Die Friedrich-Naumann-Stiftung ließ 2022 untersuchen, wie effizient Schulen, Politik und Verwaltung dafür tatsächlich zusammenarbeiten. Wieder hagelte es schlechte Noten. Laut der Wissenschaftler agierten Schule, Schulverwaltung, Kommune und Bundesland jeweils „eigensinnig“. Allen gemein sei nur der Mangel an vernetztem Denken und Agieren. Zerrieben werden die Schüler und Schülerinnen. Ein Beispiel: Lehrer wünschen sich die Anschaffung der technischen Geräte, die sie für ihren didaktischen Ansatz bräuchten. Doch die Schulträger steckten ihre Energie in die förderrechtkonforme Geldverteilung;  die Datenschutzbehörden setzen sich vor allem für die Einhaltung der Datenschutzgrundverordnung ein; die zuständigen Landesbehörden agierten aus großer Flughöhe entsprechend ihren bildungspolitischen Leitlinien und Vorgaben. Und alle zusammen schürten die Bürokratie. 

Vielleicht auch deshalb kommt der aktuelle Rechenschaftsbericht des Bundesbildungsministeriums zum DigitalPakt Schule vom 30.6.2022 zu dem erstaunlichen Ergebnis: Von den sieben Milliarden Euro wurden seit 2019 erst 3,05 Milliarden Euro verplant und bewilligt. Zugleich hängten digitale „Vorreiter-Schulen“ und schnell handelnde Schulträger die Mehrheit der Lehranstalten mit einer niedrigen oder sehr geringen digitalen Ausprägung ab.

So ginge es besser: 

Drei unterschiedliche Analysen sollten dem Bundesbildungsministerium zu denken geben. 
Die Lehrer-Gewerkschaft Erziehung und Wissenschaft kommt in ihrer Studie „Umsetzung des DigitalPakts Schule 2022“ zu dem Schluss: Der Digitalisierungsschub kommt nicht überall an. Anja Bensinger-Stolze, GEW-Vorstandsmitglied Schule, kritisiert: „Die Bildung der Kinder darf weder von der Finanzlage einzelner Kommunen noch von einer zufälligen Digitalisierungsaffinität einzelner Lehrkräfte abhängig sein.“ Doch genau das passiere. Der Fachkräftemangel in den Bereichen Pädagogik, IT und Verwaltung sei das größte Problem des schulischen Digitalisierungsprozesses. Deshalb fordert die Lehrer-Gewerkschaft ein transparentes Monitoring aller Ausgaben, das auch soziale Indikatoren berücksichtigt. Zudem mehr zeitliche, finanzielle und fachliche Ressourcen für die Schulen. Der IT-Support- und Wartungsstrukturen müssen vor Ort in den Schulen geschehen. Und vor allen: Finanzschwache Kommunen brauchen mehr Mittel als reiche Kommunen.

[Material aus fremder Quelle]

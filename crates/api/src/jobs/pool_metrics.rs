//! Connection pool gauges.

use sqlx::PgPool;

use super::scheduler::{Job, JobError, JobFrequency};

/// Records the `database_connections_*` gauges.
pub struct PoolMetricsJob {
    pool: PgPool,
    interval_secs: u64,
}

impl PoolMetricsJob {
    /// Samples `pool` every `interval_secs` seconds.
    pub fn new(pool: PgPool, interval_secs: u64) -> Self {
        Self {
            pool,
            interval_secs,
        }
    }
}

#[async_trait::async_trait]
impl Job for PoolMetricsJob {
    fn name(&self) -> &'static str {
        "pool_metrics"
    }

    fn frequency(&self) -> JobFrequency {
        JobFrequency::Seconds(self.interval_secs)
    }

    fn run_on_start(&self) -> bool {
        true
    }

    async fn execute(&self) -> Result<(), JobError> {
        persistence::metrics::record_pool_metrics(&self.pool);
        Ok(())
    }
}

Als Hüter des Steuergeldes, aus dem die Fördermittel stammen, kritisiert der Bundesrechnungshof die Umsetzung des Digitalpaktes. Er fordert: Redundanzen, Mitnahmeeffekte und ineffiziente Förderverfahren müssten gestoppt werden. Stattdessen sollten endlich Wirtschaftlichkeitsaspekte beachtet werden.

Laut der Essener Denkfabrik für digitales Lernen mmb-Institut hemmt überbordende „Schulbürokratie“ den digitalen Fortschritt der Kinder und Jugendlichen. Das zeige sich an den „langwierigen, strategisch unverbundenen und im Alltag schlecht abgestimmten, einander sich gegenseitig blockierenden organisatorischen“ Prozessen. Am dringlichsten aber sei, dass die Schulen von den Ministerien der Bundesländer mehr Freiraum für eigene Entscheidungen bekommen, um die Förderung aus dem zu Digitalpakt optimal nutzen zu können.